- **YOUR ASSIGNMENT**
Across all the entries below, how many lines contain the string "layout"? The number by itself is the answer.

- **EXTRACTED RECORDS**
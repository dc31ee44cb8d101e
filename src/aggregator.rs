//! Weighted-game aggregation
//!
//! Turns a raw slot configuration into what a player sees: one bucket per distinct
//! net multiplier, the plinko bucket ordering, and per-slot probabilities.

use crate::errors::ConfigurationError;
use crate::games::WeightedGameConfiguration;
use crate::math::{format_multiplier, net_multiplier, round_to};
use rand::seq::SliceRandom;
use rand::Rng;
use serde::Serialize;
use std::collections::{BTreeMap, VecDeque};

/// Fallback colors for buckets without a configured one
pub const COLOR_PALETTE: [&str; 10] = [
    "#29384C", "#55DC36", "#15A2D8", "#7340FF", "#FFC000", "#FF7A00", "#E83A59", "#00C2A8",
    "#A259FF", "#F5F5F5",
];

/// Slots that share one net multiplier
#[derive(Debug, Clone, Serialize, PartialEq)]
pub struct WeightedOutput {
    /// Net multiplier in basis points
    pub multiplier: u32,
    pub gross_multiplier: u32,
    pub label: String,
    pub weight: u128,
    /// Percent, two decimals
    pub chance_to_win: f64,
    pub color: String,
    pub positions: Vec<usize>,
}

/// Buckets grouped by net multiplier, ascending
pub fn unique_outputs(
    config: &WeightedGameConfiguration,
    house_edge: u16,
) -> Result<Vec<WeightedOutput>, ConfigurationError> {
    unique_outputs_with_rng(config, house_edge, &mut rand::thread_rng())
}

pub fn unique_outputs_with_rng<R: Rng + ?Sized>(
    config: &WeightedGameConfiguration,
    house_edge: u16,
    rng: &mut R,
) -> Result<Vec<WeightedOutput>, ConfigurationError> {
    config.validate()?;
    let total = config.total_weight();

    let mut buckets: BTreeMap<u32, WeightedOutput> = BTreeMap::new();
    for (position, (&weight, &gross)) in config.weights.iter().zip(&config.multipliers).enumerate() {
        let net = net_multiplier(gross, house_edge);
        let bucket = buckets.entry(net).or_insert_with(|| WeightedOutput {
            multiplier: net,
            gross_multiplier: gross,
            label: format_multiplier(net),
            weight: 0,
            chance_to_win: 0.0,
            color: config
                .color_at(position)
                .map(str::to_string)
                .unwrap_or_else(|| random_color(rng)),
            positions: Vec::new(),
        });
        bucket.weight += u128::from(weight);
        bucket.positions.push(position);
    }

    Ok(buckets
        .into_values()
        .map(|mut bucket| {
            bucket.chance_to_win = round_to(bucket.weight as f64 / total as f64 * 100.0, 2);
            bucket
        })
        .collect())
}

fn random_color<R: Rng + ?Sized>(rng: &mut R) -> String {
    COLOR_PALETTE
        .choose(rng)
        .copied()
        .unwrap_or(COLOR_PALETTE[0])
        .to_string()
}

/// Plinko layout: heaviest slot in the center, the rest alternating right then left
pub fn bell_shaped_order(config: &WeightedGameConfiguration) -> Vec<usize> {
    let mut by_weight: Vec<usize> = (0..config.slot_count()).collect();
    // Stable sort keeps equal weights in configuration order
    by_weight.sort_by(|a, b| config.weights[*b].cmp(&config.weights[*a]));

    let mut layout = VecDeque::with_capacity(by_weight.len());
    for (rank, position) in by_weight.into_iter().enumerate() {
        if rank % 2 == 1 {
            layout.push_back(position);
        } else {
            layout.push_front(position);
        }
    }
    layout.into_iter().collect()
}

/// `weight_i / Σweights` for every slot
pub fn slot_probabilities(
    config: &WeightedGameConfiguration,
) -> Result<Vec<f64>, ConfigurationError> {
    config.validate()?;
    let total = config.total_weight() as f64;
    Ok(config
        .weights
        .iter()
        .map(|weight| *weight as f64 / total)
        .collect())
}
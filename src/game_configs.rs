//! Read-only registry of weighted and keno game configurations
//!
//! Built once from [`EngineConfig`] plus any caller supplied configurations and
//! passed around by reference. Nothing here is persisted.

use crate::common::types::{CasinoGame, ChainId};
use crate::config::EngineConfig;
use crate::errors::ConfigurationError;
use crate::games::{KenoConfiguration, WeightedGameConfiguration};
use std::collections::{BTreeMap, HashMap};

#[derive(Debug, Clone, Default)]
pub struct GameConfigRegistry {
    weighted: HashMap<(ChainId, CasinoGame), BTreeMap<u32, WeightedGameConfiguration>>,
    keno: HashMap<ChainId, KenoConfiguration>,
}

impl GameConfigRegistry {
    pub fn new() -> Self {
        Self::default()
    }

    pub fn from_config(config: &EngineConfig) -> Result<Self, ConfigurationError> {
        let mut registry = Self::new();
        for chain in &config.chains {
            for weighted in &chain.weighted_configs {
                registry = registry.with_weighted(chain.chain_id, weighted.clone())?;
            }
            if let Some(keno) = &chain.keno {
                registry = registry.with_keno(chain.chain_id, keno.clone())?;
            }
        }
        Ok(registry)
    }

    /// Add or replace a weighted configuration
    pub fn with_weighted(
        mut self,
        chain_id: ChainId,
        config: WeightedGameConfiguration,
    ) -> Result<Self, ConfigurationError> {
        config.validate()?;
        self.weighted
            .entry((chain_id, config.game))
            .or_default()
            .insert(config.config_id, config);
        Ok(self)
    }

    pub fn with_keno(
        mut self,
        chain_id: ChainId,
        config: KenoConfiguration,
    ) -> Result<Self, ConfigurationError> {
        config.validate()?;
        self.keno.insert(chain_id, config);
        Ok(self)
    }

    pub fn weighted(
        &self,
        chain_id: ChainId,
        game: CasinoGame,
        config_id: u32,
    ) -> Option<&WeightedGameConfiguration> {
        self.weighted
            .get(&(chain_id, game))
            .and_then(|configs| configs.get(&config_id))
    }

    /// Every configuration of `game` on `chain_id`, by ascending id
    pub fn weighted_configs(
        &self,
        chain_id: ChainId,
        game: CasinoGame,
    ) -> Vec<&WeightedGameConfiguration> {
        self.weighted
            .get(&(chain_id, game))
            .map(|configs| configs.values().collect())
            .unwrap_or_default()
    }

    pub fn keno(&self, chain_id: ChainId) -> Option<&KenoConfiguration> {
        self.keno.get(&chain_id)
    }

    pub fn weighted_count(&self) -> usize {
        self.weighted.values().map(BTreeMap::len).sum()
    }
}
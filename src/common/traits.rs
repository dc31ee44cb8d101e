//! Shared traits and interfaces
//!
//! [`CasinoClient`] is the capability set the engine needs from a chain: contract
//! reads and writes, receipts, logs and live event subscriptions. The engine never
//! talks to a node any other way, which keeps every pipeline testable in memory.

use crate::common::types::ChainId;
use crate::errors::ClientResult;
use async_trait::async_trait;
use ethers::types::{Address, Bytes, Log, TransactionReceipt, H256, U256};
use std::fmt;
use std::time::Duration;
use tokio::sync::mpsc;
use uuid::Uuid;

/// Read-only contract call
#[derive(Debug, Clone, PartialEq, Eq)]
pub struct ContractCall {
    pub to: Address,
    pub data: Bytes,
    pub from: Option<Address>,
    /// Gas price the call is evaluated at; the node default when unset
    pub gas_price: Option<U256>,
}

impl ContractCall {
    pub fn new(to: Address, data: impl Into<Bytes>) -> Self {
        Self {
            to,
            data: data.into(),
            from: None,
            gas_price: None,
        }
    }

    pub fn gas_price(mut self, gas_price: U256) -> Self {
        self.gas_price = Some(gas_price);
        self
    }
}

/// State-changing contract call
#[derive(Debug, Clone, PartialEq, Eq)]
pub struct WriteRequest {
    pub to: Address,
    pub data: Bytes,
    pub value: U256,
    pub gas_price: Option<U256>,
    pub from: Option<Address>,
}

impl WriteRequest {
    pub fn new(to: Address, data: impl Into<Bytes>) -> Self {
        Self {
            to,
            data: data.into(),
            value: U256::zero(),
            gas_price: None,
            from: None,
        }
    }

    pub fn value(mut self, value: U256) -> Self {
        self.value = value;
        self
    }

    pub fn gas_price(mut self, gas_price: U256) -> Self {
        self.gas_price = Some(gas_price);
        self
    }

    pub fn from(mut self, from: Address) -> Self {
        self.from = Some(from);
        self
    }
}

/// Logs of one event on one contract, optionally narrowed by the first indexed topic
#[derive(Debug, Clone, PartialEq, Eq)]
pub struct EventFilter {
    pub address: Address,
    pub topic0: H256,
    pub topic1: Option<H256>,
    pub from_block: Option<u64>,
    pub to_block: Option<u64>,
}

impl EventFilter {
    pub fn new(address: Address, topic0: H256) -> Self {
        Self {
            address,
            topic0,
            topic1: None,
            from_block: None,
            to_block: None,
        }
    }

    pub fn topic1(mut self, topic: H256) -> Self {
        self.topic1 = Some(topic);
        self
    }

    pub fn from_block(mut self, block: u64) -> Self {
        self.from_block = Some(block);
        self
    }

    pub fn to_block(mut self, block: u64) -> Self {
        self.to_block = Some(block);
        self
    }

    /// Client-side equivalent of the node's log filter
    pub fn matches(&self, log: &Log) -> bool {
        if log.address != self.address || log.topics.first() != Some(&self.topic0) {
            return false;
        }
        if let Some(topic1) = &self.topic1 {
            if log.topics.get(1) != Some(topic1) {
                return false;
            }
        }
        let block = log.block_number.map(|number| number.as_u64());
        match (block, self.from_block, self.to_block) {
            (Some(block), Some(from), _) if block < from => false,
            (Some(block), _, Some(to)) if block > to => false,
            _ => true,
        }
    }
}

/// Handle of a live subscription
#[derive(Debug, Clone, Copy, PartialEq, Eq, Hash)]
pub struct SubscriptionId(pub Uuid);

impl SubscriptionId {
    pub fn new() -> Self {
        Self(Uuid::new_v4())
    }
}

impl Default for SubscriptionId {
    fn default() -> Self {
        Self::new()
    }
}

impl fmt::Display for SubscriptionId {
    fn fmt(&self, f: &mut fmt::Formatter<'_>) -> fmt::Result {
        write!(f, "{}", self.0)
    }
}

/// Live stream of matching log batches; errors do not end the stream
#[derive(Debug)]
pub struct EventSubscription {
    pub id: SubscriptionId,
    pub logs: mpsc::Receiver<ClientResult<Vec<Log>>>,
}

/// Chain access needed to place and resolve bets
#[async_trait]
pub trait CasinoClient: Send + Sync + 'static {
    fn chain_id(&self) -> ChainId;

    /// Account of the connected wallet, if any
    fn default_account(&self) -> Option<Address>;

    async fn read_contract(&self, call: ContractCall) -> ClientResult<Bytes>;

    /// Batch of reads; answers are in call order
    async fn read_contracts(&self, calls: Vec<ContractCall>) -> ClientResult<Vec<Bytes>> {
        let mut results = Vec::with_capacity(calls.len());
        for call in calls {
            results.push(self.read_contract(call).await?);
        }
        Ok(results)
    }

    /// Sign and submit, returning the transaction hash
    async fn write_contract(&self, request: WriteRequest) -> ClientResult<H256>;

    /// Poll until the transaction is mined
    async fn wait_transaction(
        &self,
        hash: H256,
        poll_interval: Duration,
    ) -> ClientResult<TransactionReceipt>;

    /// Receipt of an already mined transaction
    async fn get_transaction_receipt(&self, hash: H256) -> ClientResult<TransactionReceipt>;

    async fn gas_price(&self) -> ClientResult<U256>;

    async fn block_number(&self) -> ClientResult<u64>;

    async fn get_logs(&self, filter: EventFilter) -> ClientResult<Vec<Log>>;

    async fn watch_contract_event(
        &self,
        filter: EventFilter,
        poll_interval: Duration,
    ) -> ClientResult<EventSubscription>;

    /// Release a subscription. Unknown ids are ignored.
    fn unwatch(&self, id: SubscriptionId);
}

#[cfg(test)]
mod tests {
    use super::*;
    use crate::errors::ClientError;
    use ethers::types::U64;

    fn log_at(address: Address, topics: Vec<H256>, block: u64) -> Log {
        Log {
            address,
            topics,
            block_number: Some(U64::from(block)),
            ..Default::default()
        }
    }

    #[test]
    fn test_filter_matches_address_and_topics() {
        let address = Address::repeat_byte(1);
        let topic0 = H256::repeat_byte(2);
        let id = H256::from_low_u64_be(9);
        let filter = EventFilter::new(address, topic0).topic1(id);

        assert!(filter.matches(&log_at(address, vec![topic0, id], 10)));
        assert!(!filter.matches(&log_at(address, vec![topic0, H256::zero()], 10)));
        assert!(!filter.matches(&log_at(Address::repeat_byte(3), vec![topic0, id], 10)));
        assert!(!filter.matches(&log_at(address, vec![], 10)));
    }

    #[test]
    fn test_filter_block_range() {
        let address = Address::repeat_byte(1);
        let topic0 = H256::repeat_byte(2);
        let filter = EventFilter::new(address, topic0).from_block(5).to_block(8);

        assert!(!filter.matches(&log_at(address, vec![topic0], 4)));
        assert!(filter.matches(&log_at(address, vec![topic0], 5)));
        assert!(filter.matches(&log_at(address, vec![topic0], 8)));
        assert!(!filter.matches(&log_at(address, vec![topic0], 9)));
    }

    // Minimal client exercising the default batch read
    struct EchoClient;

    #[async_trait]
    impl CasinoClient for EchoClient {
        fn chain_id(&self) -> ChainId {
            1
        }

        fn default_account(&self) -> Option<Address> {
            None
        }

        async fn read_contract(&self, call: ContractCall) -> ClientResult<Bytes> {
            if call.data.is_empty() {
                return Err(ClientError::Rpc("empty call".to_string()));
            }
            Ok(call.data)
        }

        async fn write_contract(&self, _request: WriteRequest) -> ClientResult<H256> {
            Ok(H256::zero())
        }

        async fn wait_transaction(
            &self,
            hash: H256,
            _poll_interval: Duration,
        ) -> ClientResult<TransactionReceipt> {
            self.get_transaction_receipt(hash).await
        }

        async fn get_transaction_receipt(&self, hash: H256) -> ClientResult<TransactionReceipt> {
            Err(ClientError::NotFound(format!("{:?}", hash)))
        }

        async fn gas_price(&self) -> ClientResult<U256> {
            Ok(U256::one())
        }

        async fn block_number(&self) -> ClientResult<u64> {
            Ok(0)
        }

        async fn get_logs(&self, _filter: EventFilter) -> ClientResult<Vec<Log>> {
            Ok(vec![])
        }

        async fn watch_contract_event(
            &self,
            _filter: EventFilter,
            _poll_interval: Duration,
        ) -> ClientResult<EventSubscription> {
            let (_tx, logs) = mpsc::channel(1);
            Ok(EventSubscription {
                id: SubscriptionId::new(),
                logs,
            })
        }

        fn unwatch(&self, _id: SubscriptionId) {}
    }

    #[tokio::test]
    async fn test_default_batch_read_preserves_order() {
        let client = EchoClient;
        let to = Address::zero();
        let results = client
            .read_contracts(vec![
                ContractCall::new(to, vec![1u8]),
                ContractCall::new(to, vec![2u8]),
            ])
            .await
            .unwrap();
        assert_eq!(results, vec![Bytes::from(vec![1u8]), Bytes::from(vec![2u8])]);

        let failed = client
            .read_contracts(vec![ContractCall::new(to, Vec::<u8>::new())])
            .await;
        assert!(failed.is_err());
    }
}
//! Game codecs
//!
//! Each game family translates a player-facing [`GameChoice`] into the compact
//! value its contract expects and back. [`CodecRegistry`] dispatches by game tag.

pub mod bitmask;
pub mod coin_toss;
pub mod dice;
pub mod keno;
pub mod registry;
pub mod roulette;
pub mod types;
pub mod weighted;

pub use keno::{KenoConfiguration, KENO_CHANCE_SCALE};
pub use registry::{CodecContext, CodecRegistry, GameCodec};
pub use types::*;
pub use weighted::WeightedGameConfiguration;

- **YOUR SOLUTION**
5